Okay I will do my best to discribe my problem.

I have a Power Mac G5 with Nvidia 6800. I WAS connecting 2nd display (PAL TV) along side my 30" Cinema display with no probs in mirror and extended. 

HOWEVER, on one occasion I connected a VGA monitor and tried to hook up the TV the G5 would not see there was a second display connected. I reconnected the 30" display but the G5 left the TV still not recognized. THis connection was done with RCA Composite, but I thought I would try S-video. 

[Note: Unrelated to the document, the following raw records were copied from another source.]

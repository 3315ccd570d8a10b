// Atomic primitives for the ring buffer, switchable to loom's instrumented
// versions so the push/drain protocol can be model-checked with
// `RUSTFLAGS="--cfg loom" cargo test --test loom`.

#[cfg(loom)]
pub(crate) use loom::sync::atomic::{AtomicPtr, AtomicU32, Ordering};
#[cfg(loom)]
pub(crate) use loom::thread::yield_now;

#[cfg(not(loom))]
pub(crate) use std::sync::atomic::{AtomicPtr, AtomicU32, Ordering};
#[cfg(not(loom))]
pub(crate) use std::thread::yield_now;

/// Mutex serializing drainers. parking_lot in production, loom's mutex under
/// model tests (loom cannot observe a lock it does not instrument).
#[cfg(not(loom))]
pub(crate) struct DrainMutex(parking_lot::Mutex<()>);

#[cfg(not(loom))]
impl DrainMutex {
    pub(crate) fn new() -> Self {
        DrainMutex(parking_lot::Mutex::new(()))
    }

    pub(crate) fn lock(&self) -> parking_lot::MutexGuard<'_, ()> {
        self.0.lock()
    }
}

#[cfg(loom)]
pub(crate) struct DrainMutex(loom::sync::Mutex<()>);

#[cfg(loom)]
impl DrainMutex {
    pub(crate) fn new() -> Self {
        DrainMutex(loom::sync::Mutex::new(()))
    }

    pub(crate) fn lock(&self) -> loom::sync::MutexGuard<'_, ()> {
        match self.0.lock() {
            Ok(guard) => guard,
            Err(poisoned) => poisoned.into_inner(),
        }
    }
}
//! In-process profiling sample store for a high-throughput RPC runtime.
//!
//! The crate has two halves. [`buffer`] implements a lossy, lock-free
//! circular buffer: producers on the request hot path push at arbitrary
//! concurrency with a handful of atomic operations, and a periodic collector
//! drains the most recent samples without ever stalling them. [`stats`]
//! defines what gets pushed: per-request [`Stat`]s, each a tree of [`Timer`]s
//! covering components such as encoding, compression, and transport.
//!
//! The remaining modules are the thin shell around that core: [`registry`]
//! holds the process-wide enable flag and the global store, [`wire`] encodes
//! stats into frames for the control channel, [`service`] is the body of the
//! remote control RPC, and [`snapshot`] round-trips collected stats through a
//! file for the offline report tool.
//!
//! The store is deliberately not a lossless queue. When requests outrun
//! collection, old samples are overwritten in place; profiling data is
//! statistical, and bounded memory with zero producer-side blocking is the
//! contract that matters.

pub mod buffer;
pub mod registry;
pub mod service;
pub mod snapshot;
pub mod stats;
pub mod wire;

pub use buffer::{BadCapacity, CircularBuffer};
pub use registry::{init_stats, is_enabled, set_enabled, stream_stats};
pub use service::{init, ProfilingConfig, ProfilingService};
pub use snapshot::Snapshot;
pub use stats::{Stat, Timer};
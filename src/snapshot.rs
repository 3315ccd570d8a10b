//! On-disk snapshot of collected stats, for offline processing with the
//! report tool.

use std::fs::File;
use std::io::{self, BufReader, BufWriter};
use std::path::Path;

use serde::{Deserialize, Serialize};

use crate::stats::Stat;

/// Everything a collection run retrieved from a target process.
#[derive(Debug, Default, Serialize, Deserialize)]
pub struct Snapshot {
    pub stream_stats: Vec<Stat>,
}

impl Snapshot {
    /// Write the snapshot as JSON to `path`, replacing any existing file.
    pub fn save(&self, path: impl AsRef<Path>) -> io::Result<()> {
        let file = File::create(path)?;
        let writer = BufWriter::new(file);
        serde_json::to_writer(writer, self).map_err(io::Error::from)
    }

    /// Load a snapshot previously written by [`Snapshot::save`].
    pub fn load(path: impl AsRef<Path>) -> io::Result<Snapshot> {
        let file = File::open(path)?;
        let reader = BufReader::new(file);
        serde_json::from_reader(reader).map_err(io::Error::from)
    }
}
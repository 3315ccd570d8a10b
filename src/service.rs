//! Control surface backing the remote profiling RPC.
//!
//! The RPC framework wiring (request/response message types, stream setup)
//! lives with the transport; this module is the transport-agnostic body it
//! calls into: initialize the store, flip the enable flag, and collect the
//! retained samples as encoded frames ready to stream.

use log::info;

use crate::buffer::BadCapacity;
use crate::registry;
use crate::stats::Stat;
use crate::wire;

/// Configuration applied once at process startup.
#[derive(Debug, Clone, Copy, Default)]
pub struct ProfilingConfig {
    /// Initial state of the enable flag.
    pub enabled: bool,
    /// Capacity of the per-request sample store; zero selects the default.
    pub sample_count: u32,
}

/// Initialize the global store from `config` and register-time state.
///
/// Safe to call more than once; only the first call sizes the store. The
/// enable flag is applied last, after everything is allocated, so no producer
/// observes an enabled-but-uninitialized process.
pub fn init(config: &ProfilingConfig) -> Result<(), BadCapacity> {
    registry::init_stats(config.sample_count)?;
    registry::set_enabled(config.enabled);
    Ok(())
}

/// Handler state for the profiling control service.
#[derive(Debug, Default)]
pub struct ProfilingService;

impl ProfilingService {
    pub fn new() -> ProfilingService {
        ProfilingService
    }

    /// Toggle profiling; returns whether the request was applied.
    pub fn set_enabled(&self, enabled: bool) -> bool {
        info!("processing set_enabled ({enabled})");
        registry::set_enabled(enabled);
        true
    }

    /// Drain the per-request store and return one encoded frame per stat,
    /// oldest first.
    ///
    /// Profiling is suspended while the frames are built so the collection
    /// pass does not profile itself, then restored to its previous state.
    /// Returns an empty vector when the store was never initialized.
    pub fn collect_stream_stats(&self) -> Vec<Vec<u8>> {
        info!("processing stream request for stream stats");
        let Some(buffer) = registry::stream_stats() else {
            info!("stream stats not initialized, nothing to collect");
            return Vec::new();
        };

        let results = buffer.drain();
        info!("stream stats size: {} records", results.len());

        let was_enabled = registry::is_enabled();
        if was_enabled {
            registry::set_enabled(false);
        }

        let frames = results
            .iter()
            .map(|stat| wire::encode_stat(stat))
            .collect();

        if was_enabled {
            registry::set_enabled(true);
        }

        frames
    }

    /// Drain the store into decoded stats rather than frames. Used by
    /// in-process collectors (snapshot writers, tests).
    pub fn drain_stream_stats(&self) -> Vec<Stat> {
        registry::stream_stats()
            .map(|buffer| buffer.drain().into_iter().map(|stat| *stat).collect())
            .unwrap_or_default()
    }
}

S-video lets the Power Mac see that there is a second display but doent function with it properly nor treat it like a TV. The resolutions are unsupported by the TV and even with a lower res the TV still displays a black and white image with like 3 screens squashed onto the TV.

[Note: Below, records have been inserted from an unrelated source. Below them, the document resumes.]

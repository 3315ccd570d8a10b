//! Per-request timing samples: a [`Stat`] groups the [`Timer`]s recorded over
//! one logical operation (typically the lifetime of a single RPC) together
//! with a tag and opaque metadata for post-processing.
//!
//! A stat is built by the request task that owns it and only then pushed into
//! the sample store, transferring ownership. That keeps the recording path
//! free of synchronization: appending a timer is a plain `Vec` push into
//! pre-reserved capacity.

use std::borrow::Cow;
use std::sync::atomic::{AtomicU64, Ordering};
use std::time::{Duration, SystemTime, UNIX_EPOCH};

use serde::{Deserialize, Serialize};

/// Timer slots reserved at stat construction. A typical unary RPC records
/// slightly under 60 timers, so appends on the request path stay within the
/// initial allocation.
pub const DEFAULT_TIMER_CAPACITY: usize = 64;

static NEXT_THREAD_ID: AtomicU64 = AtomicU64::new(1);

std::thread_local! {
    static THREAD_ID: u64 = NEXT_THREAD_ID.fetch_add(1, Ordering::Relaxed);
}

/// Process-local sequential id of the calling OS thread. Stable for the
/// thread's lifetime; recorded on timers so interleaved work can be untangled
/// offline.
pub fn current_thread_id() -> u64 {
    THREAD_ID.with(|id| *id)
}

/// The wall-clock beginning and end of one logical operation.
///
/// An unfinished timer carries `UNIX_EPOCH` as its end; [`Timer::stop`]
/// stamps the real end time. Both timestamps use the same clock so the
/// difference is meaningful even if the clock itself is not UTC-exact.
#[derive(Debug, Clone, Serialize, Deserialize)]
pub struct Timer {
    /// Identifies the timer within its stat, usually a
    /// forward-slash-separated hierarchical name.
    pub tag: Cow<'static, str>,
    pub begin: SystemTime,
    pub end: SystemTime,
    /// See [`current_thread_id`].
    pub thread_id: u64,
}

impl Timer {
    /// Start a standalone timer. Useful before a [`Stat`] exists, e.g. for
    /// transport work that precedes the creation of a request context; attach
    /// it later with [`Stat::append_timer`].
    pub fn span(tag: impl Into<Cow<'static, str>>) -> Timer {
        Timer {
            tag: tag.into(),
            thread_id: current_thread_id(),
            end: UNIX_EPOCH,
            // Stamped last so setup cost is not billed to the measured span.
            begin: SystemTime::now(),
        }
    }

    /// Mark the end of the measured span.
    pub fn stop(&mut self) {
        self.end = SystemTime::now();
    }

    /// Elapsed time between begin and end; zero if the timer never stopped.
    pub fn duration(&self) -> Duration {
        self.end.duration_since(self.begin).unwrap_or_default()
    }
}

/// One sample: a tag, opaque metadata, and the timers recorded during the
/// operation the stat describes.
///
/// The metadata bytes are chosen by the runtime that emits the stat — for
/// per-stream stats they encode the connection and stream ids so a sample can
/// be matched to a wire-level query. The store never interprets them.
#[derive(Debug, Clone, Serialize, Deserialize)]
pub struct Stat {
    pub tag: Cow<'static, str>,
    pub metadata: Vec<u8>,
    pub timers: Vec<Timer>,
}

impl Stat {
    pub fn new(tag: impl Into<Cow<'static, str>>) -> Stat {
        Stat {
            tag: tag.into(),
            metadata: Vec::new(),
            timers: Vec::with_capacity(DEFAULT_TIMER_CAPACITY),
        }
    }

    pub fn with_metadata(mut self, metadata: Vec<u8>) -> Stat {
        self.metadata = metadata;
        self
    }

    /// Start a timer inside this stat and return its index.
    ///
    /// The index, not a reference, is the handle: later appends may move the
    /// backing storage. Close the span with [`Stat::end_timer`].
    pub fn begin_timer(&mut self, tag: impl Into<Cow<'static, str>>) -> usize {
        let index = self.timers.len();
        self.timers.push(Timer::span(tag));
        index
    }

    /// Stamp the end time of the timer at `index`. An out-of-range index is
    /// ignored.
    pub fn end_timer(&mut self, index: usize) {
        // Take the timestamp before the bounds check so the measured span
        // does not absorb it.
        let end = SystemTime::now();
        if let Some(timer) = self.timers.get_mut(index) {
            timer.end = end;
        }
    }

    /// Append an externally recorded timer.
    pub fn append_timer(&mut self, timer: Timer) -> usize {
        let index = self.timers.len();
        self.timers.push(timer);
        index
    }
}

Tried with another TV to the same effect!

tried PRAM reset with no luck... any ideas?????

Thanks guys, Jay


----------



## MSM Hobbes (Apr 23, 2004)

Jay, greetings!  Just curious, do you have one of these?

http://www.bhphotovideo.com/bnh/controller/home?O=productlist&A=details&Q=&sku=292570&is=REG


> Connect Your Mac to S-Video and Composite Video Devices
> 
> Connect your TV, VCR, or overhead projector's S-Video or RCA (composite) cable to your Mac. The video adapter cable plugs into the Video Output port (mini-VGA) built into the back of your computer, so you can show videos on CRT monitors and drive presentations right from your Mac. Use a separate DVI to VGA Adapter for VGA video out for Power Mac G5 (included with all Power Mac G5 systems or available for order as a standalone kit).


----------



## powerjay (May 8, 2005)

Hey,

Yeah thats the adapter I have. I have had this replaced but this did not fix the prob... the cables I have are also all working fine...

any ideas?


----------